(Supplied material begins)

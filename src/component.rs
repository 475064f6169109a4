//! The component abstraction: a unit with `setup`/`process`/`teardown`
//! lifecycle hooks, driven by bus triggers.

use async_trait::async_trait;
use miette::Diagnostic;
use thiserror::Error;

use crate::context::Context;
use crate::store::StoreError;

/// Failures raised by component lifecycle hooks.
///
/// Hook failures are contained to the failing node: the listener loop and
/// the network's lifecycle sweeps log them and carry on.
#[derive(Debug, Error, Diagnostic)]
pub enum ComponentError {
    #[error(transparent)]
    #[diagnostic(transparent)]
    Store(#[from] StoreError),

    /// A payload did not have the shape the component expected.
    #[error("malformed payload: {0}")]
    #[diagnostic(code(msgflow::component::payload))]
    Payload(#[from] serde_json::Error),

    #[error("component failure: {0}")]
    #[diagnostic(code(msgflow::component::failed))]
    Failed(String),
}

impl ComponentError {
    pub fn failed(message: impl Into<String>) -> Self {
        Self::Failed(message.into())
    }
}

/// A polymorphic unit of the network.
///
/// Concrete components override any subset of the hooks; every default is a
/// traced no-op. `process` runs on each trigger and should be
/// level-triggered: check the input queues for available data instead of
/// assuming the wake carried anything specific.
#[async_trait]
pub trait Component: Send + Sync {
    /// Unique id within the network.
    fn id(&self) -> &str;

    /// Invoked when the component becomes active: on `Network::start`, or
    /// immediately on registration if the network is already running.
    async fn setup(&self, _ctx: &Context) -> Result<(), ComponentError> {
        tracing::debug!(node = %self.id(), "setup");
        Ok(())
    }

    /// Invoked once per trigger on this node's event stream.
    async fn process(&self, _ctx: &Context) -> Result<(), ComponentError> {
        tracing::debug!(node = %self.id(), "process");
        Ok(())
    }

    /// Invoked when the component is deactivated: on `Network::stop` or on
    /// removal from a running network.
    async fn teardown(&self) -> Result<(), ComponentError> {
        tracing::debug!(node = %self.id(), "teardown");
        Ok(())
    }
}

/// The `"default"` component: all hooks are the trait's traced no-ops.
///
/// Instantiated for graph nodes whose type has no registered constructor.
pub struct NoopComponent {
    id: String,
}

impl NoopComponent {
    pub fn new(id: impl Into<String>) -> Self {
        Self { id: id.into() }
    }

    /// A component with a generated (v4 UUID) id.
    pub fn with_generated_id() -> Self {
        Self {
            id: uuid::Uuid::new_v4().to_string(),
        }
    }
}

#[async_trait]
impl Component for NoopComponent {
    fn id(&self) -> &str {
        &self.id
    }
}
//! The per-key listener loop that turns stream entries into handler calls.

use async_trait::async_trait;
use futures_util::future::join_all;
use std::sync::Arc;
use std::time::Duration;
use tokio::sync::oneshot;

use crate::store::{EntryId, Store};
use crate::types::Trigger;

use super::config::BusConfig;

/// Opaque failure returned by a trigger handler.
///
/// Handler errors are a fault-isolation boundary: the loop logs them and
/// moves on; they never stop the loop, never prevent entry deletion, and
/// never propagate to other keys.
pub type HandlerError = Box<dyn std::error::Error + Send + Sync>;

/// Consumer side of a trigger stream.
///
/// Handlers are expected to be level-triggered: re-check available data
/// rather than trust the triggering payload, so a missed or duplicated wake
/// is harmless.
#[async_trait]
pub trait EventHandler: Send + Sync {
    async fn on_trigger(&self, trigger: Trigger) -> Result<(), HandlerError>;
}

/// Pause after a failed stream read before retrying, so a dead store does
/// not spin the loop.
const READ_RETRY_BACKOFF: Duration = Duration::from_millis(250);

pub(super) async fn run(
    store: Arc<dyn Store>,
    key: String,
    config: BusConfig,
    handler: Arc<dyn EventHandler>,
    mut shutdown: oneshot::Receiver<()>,
) {
    tracing::debug!(key = %key, "listener started");

    // Check-on-start: drain whatever accumulated before this listener
    // existed. Without it, data whose trigger fired earlier would stay
    // stranded until the next unrelated wake.
    dispatch(&handler, &key, Trigger::startup()).await;

    let mut cursor: Option<EntryId> = None;
    loop {
        let batch = tokio::select! {
            biased;
            _ = &mut shutdown => break,
            read = store.stream_read(&key, cursor, config.block) => match read {
                Ok(batch) => batch,
                Err(err) => {
                    tracing::error!(key = %key, error = %err, "trigger stream read failed");
                    tokio::time::sleep(READ_RETRY_BACKOFF).await;
                    continue;
                }
            },
        };

        if batch.is_empty() {
            continue;
        }
        if let Some(last) = batch.last() {
            cursor = Some(last.id);
        }

        // Handlers for independent entries within one batch run concurrently;
        // there is no ordering guarantee between them. Each entry is deleted
        // after its handler completes, failed or not.
        join_all(batch.iter().map(|entry| {
            let store = Arc::clone(&store);
            let handler = Arc::clone(&handler);
            let key = key.as_str();
            async move {
                dispatch(&handler, key, Trigger::from_value(&entry.payload)).await;
                if let Err(err) = store.stream_delete(key, entry.id).await {
                    tracing::warn!(key = %key, id = %entry.id, error = %err, "trigger delete failed");
                }
            }
        }))
        .await;
    }

    tracing::debug!(key = %key, "listener stopped");
}

async fn dispatch(handler: &Arc<dyn EventHandler>, key: &str, trigger: Trigger) {
    if let Err(err) = handler.on_trigger(trigger).await {
        tracing::error!(key = %key, error = %err, "trigger handler failed");
    }
}
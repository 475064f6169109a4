use std::time::Duration;

/// Bounds and timing knobs for the message bus.
#[derive(Clone, Debug)]
pub struct BusConfig {
    /// Maximum entries retained per data queue; older entries are evicted.
    pub queue_maxlen: usize,
    /// Maximum entries retained per trigger stream.
    pub stream_maxlen: usize,
    /// How long one blocking stream read waits before re-polling.
    pub block: Duration,
}

impl BusConfig {
    pub const DEFAULT_QUEUE_MAXLEN: usize = 100;
    pub const DEFAULT_STREAM_MAXLEN: usize = 100;
    pub const DEFAULT_BLOCK: Duration = Duration::from_millis(60);

    #[must_use]
    pub fn with_queue_maxlen(mut self, maxlen: usize) -> Self {
        self.queue_maxlen = maxlen.max(1);
        self
    }

    #[must_use]
    pub fn with_stream_maxlen(mut self, maxlen: usize) -> Self {
        self.stream_maxlen = maxlen.max(1);
        self
    }

    #[must_use]
    pub fn with_block(mut self, block: Duration) -> Self {
        self.block = block;
        self
    }
}

impl Default for BusConfig {
    fn default() -> Self {
        Self {
            queue_maxlen: Self::DEFAULT_QUEUE_MAXLEN,
            stream_maxlen: Self::DEFAULT_STREAM_MAXLEN,
            block: Self::DEFAULT_BLOCK,
        }
    }
}
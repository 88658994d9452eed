#![forbid(unsafe_code)]

//! Outbound chat lines.

/// Capability request sent during the handshake.
pub const CAP_REQUEST_LINE: &str = "CAP REQ :twitch.tv/membership twitch.tv/tags twitch.tv/commands";

/// Reply to a server keepalive.
pub const PONG_LINE: &str = "PONG :tmi.twitch.tv";

pub fn pass_line(token: &str) -> String {
	format!("PASS oauth:{token}")
}

pub fn nick_line(name: &str) -> String {
	format!("NICK {name}")
}

pub fn join_line(channel: &str) -> String {
	format!("JOIN #{}", channel.to_lowercase())
}

/// `PRIVMSG` carrying a client nonce and an optional reply target.
pub fn privmsg_line(channel: &str, text: &str, nonce: &str, reply_to: Option<&str>) -> String {
	let mut tags = format!("@client-nonce={nonce}");
	if let Some(parent) = reply_to {
		tags.push_str(";reply-parent-msg-id=");
		tags.push_str(parent);
	}
	format!("{tags} PRIVMSG #{channel} :{text}")
}
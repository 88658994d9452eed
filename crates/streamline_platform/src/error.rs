#![forbid(unsafe_code)]

use crate::connector::ConnectorOp;

/// Missing or conflicting options, reported at construction.
#[derive(Debug, Clone, PartialEq, Eq, thiserror::Error)]
pub enum ConfigError {
	#[error("Invalid config: user not provided")]
	MissingUser,

	#[error("Invalid config: user.name not provided")]
	MissingUserName,

	#[error("Invalid config: user.id not provided")]
	MissingUserId,

	#[error("Invalid config: user.token not provided")]
	MissingUserToken,

	#[error("Invalid config: channel not provided")]
	MissingChannel,

	#[error("Invalid config: topics not provided")]
	MissingTopics,

	#[error("Invalid config: client id not provided")]
	MissingClientId,

	#[error("Invalid config: operation `{op}` provided by both {first} and {second}")]
	DuplicateOperation {
		op: ConnectorOp,
		first: &'static str,
		second: &'static str,
	},

	#[error("Invalid config: http client unavailable: {0}")]
	HttpClient(String),
}

/// Server-reported or transport-level handshake failure, returned from `connect()`.
#[derive(Debug, Clone, PartialEq, Eq, thiserror::Error)]
pub enum HandshakeError {
	#[error("join confirmed for #{actual}, expected #{expected}")]
	JoinMismatch { expected: String, actual: String },

	#[error("{0}")]
	Notice(String),

	#[error("Connection is compromised")]
	NonceMismatch,

	#[error("{0}")]
	Rejected(String),

	#[error("transport error: {0}")]
	Transport(String),

	#[error("transport closed during handshake")]
	Closed,

	#[error("handshake cancelled by disconnect")]
	Cancelled,

	#[error("handshake timed out")]
	Timeout,

	#[error("no join confirmation after {attempts} attempts")]
	RetriesExhausted { attempts: u32 },
}

#[derive(Debug, Clone, PartialEq, Eq, thiserror::Error)]
pub enum SayError {
	#[error("not connected")]
	NotConnected,

	#[error("no acknowledgement before timeout")]
	Timeout,

	#[error("connection dropped before acknowledgement")]
	Disconnected,

	#[error("connector does not support say")]
	Unsupported,
}
#![forbid(unsafe_code)]

use streamline_bridge::EventBridge;
use streamline_protocol::Message;

/// Lifecycle event emitted once a connector finishes its handshake.
pub const CONNECT_EVENT: &str = "connect";
/// Lifecycle event emitted when a connector drops its transport.
pub const DISCONNECT_EVENT: &str = "disconnect";

/// Data carried by every published event.
///
/// The dotted type lives on the bridge envelope; the payload shape depends on
/// which connector produced it. Server-added event types land in `Push` or
/// `Notification` with their raw fields intact.
#[derive(Debug, Clone, PartialEq)]
pub enum EventPayload {
	/// Parsed chat line.
	Chat(Message),

	/// `connect` / `disconnect`, carrying the connector name.
	Lifecycle(String),

	/// Topic-push frame.
	Push(serde_json::Value),

	/// Event-subscription notification or diagnostic.
	Notification(serde_json::Value),

	Empty,
}

impl EventPayload {
	pub fn as_chat(&self) -> Option<&Message> {
		match self {
			Self::Chat(m) => Some(m),
			_ => None,
		}
	}

	pub fn as_json(&self) -> Option<&serde_json::Value> {
		match self {
			Self::Push(v) | Self::Notification(v) => Some(v),
			_ => None,
		}
	}

	pub fn connector_name(&self) -> Option<&str> {
		match self {
			Self::Lifecycle(name) => Some(name),
			_ => None,
		}
	}
}

pub type PlatformBridge = EventBridge<EventPayload>;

(Supplied material ends)

Description of the task ▸ Repeat the data word for word, starting at its first line and stopping after the line that contains "async fn teardown(&self)".

Finished task ▸
filename src/component.rs
repository 475064f6169109a4
//! The component abstraction: a unit with `setup`/`process`/`teardown`
//! lifecycle hooks, driven by bus triggers.

use async_trait::async_trait;
use miette::Diagnostic;
use thiserror::Error;

use crate::context::Context;
use crate::store::StoreError;

/// Failures raised by component lifecycle hooks.
///
/// Hook failures are contained to the failing node: the listener loop and
/// the network's lifecycle sweeps log them and carry on.
#[derive(Debug, Error, Diagnostic)]
pub enum ComponentError {
    #[error(transparent)]
    #[diagnostic(transparent)]
    Store(#[from] StoreError),

    /// A payload did not have the shape the component expected.
    #[error("malformed payload: {0}")]
    #[diagnostic(code(msgflow::component::payload))]
    Payload(#[from] serde_json::Error),

    #[error("component failure: {0}")]
    #[diagnostic(code(msgflow::component::failed))]
    Failed(String),
}

impl ComponentError {
    pub fn failed(message: impl Into<String>) -> Self {
        Self::Failed(message.into())
    }
}

/// A polymorphic unit of the network.
///
/// Concrete components override any subset of the hooks; every default is a
/// traced no-op. `process` runs on each trigger and should be
/// level-triggered: check the input queues for available data instead of
/// assuming the wake carried anything specific.
#[async_trait]
pub trait Component: Send + Sync {
    /// Unique id within the network.
    fn id(&self) -> &str;

    /// Invoked when the component becomes active: on `Network::start`, or
    /// immediately on registration if the network is already running.
    async fn setup(&self, _ctx: &Context) -> Result<(), ComponentError> {
        tracing::debug!(node = %self.id(), "setup");
        Ok(())
    }

    /// Invoked once per trigger on this node's event stream.
    async fn process(&self, _ctx: &Context) -> Result<(), ComponentError> {
        tracing::debug!(node = %self.id(), "process");
        Ok(())
    }

    /// Invoked when the component is deactivated: on `Network::stop` or on
    /// removal from a running network.
    async fn teardown(&self) -> Result<(), ComponentError> {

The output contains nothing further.